== ACTIVITY ==
Compute how many lines below contain the word "dims" and respond with that number only.

DATA SHOWN: Begin

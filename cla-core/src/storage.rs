use crate::error::{ClaError, Result};
use serde::{Deserialize, Serialize};

/// Contiguous row-major block of `rows * cols` doubles.
///
/// Owned exclusively by the `Matrix` or `Vector` wrapping it. The invariant
/// `data.len() == rows * cols` holds for every constructed value, including
/// deserialized ones.
#[derive(Debug, Clone, PartialEq, Serialize, Deserialize)]
#[serde(try_from = "RawStorage")]
pub struct Storage {
    rows: usize,
    cols: usize,
    data: Vec<f64>,
}

#[derive(Deserialize)]
struct RawStorage {
    rows: usize,
    cols: usize,
    data: Vec<f64>,
}

impl TryFrom<RawStorage> for Storage {
    type Error = ClaError;

    fn try_from(raw: RawStorage) -> Result<Self> {
        Storage::from_vec(raw.rows, raw.cols, raw.data)
    }
}

impl Storage {
    /// Zero-filled storage.
    ///
    /// Panics if `rows * cols` overflows `usize`, like `vec!` does for an
    /// impossible length.
    pub fn zeros(rows: usize, cols: usize) -> Self {
        let len = match rows.checked_mul(cols) {
            Some(len) => len,
            None => panic!("Dimensions {}x{} overflow usize", rows, cols),
        };
        Self {
            rows,
            cols,
            data: vec![0.0; len],
        }
    }

    /// Single-column storage over `data`; the length check cannot fail.
    pub fn column(data: Vec<f64>) -> Self {
        Self {
            rows: data.len(),
            cols: 1,
            data,
        }
    }

    /// Wraps `data` (row-major) after checking its length.
    pub fn from_vec(rows: usize, cols: usize, data: Vec<f64>) -> Result<Self> {
        let expected = rows.checked_mul(cols).ok_or_else(|| {
            ClaError::ShapeMismatch(format!("Dimensions {}x{} overflow", rows, cols))
        })?;
        if data.len() != expected {
            return Err(ClaError::ShapeMismatch(format!(
                "Data length ({}) does not match dimensions ({}x{})",
                data.len(),
                rows,
                cols
            )));
        }
        Ok(Self { rows, cols, data })
    }

    pub fn rows(&self) -> usize {
        self.rows
    }

    pub fn cols(&self) -> usize {
        self.cols
    }

    pub fn dims(&self) -> (usize, usize) {
        (self.rows, self.cols)
    }

    pub fn len(&self) -> usize {
        self.data.len()
    }

    pub fn is_empty(&self) -> bool {
        self.data.is_empty()
    }

    pub fn data(&self) -> &[f64] {
        &self.data
    }

    pub fn data_mut(&mut self) -> &mut [f64] {
        &mut self.data
    }

    pub fn into_vec(self) -> Vec<f64> {
        self.data
    }

    /// Flat offset of `(row, col)`, or `None` when out of bounds.
    #[inline]
    pub fn offset(&self, row: usize, col: usize) -> Option<usize> {
        if row < self.rows && col < self.cols {
            Some(row * self.cols + col)
        } else {
            None
        }
    }

    pub fn get(&self, row: usize, col: usize) -> Option<f64> {
        self.offset(row, col).map(|idx| self.data[idx])
    }

    pub fn set(&mut self, row: usize, col: usize, value: f64) -> Result<()> {
        let idx = self.offset(row, col).ok_or(ClaError::OutOfRange {
            index: (row, col),
            shape: self.dims(),
        })?;
        self.data[idx] = value;
        Ok(())
    }

    pub fn fill(&mut self, value: f64) {
        self.data.fill(value);
    }

    /// New storage with `f` applied to every element.
    pub fn map(&self, f: impl Fn(f64) -> f64) -> Self {
        Self {
            rows: self.rows,
            cols: self.cols,
            data: self.data.iter().map(|&v| f(v)).collect(),
        }
    }

    /// New storage combining `self` and `other` elementwise. Shapes must match exactly.
    pub fn zip_with(&self, other: &Storage, f: impl Fn(f64, f64) -> f64) -> Result<Self> {
        if self.dims() != other.dims() {
            return Err(ClaError::ShapeMismatch(format!(
                "Operand shapes differ: {}x{} vs {}x{}",
                self.rows, self.cols, other.rows, other.cols
            )));
        }
        Ok(Self {
            rows: self.rows,
            cols: self.cols,
            data: self
                .data
                .iter()
                .zip(&other.data)
                .map(|(&a, &b)| f(a, b))
                .collect(),
        })
    }
}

DATA SHOWN: End

== ANSWER SPACE ==
3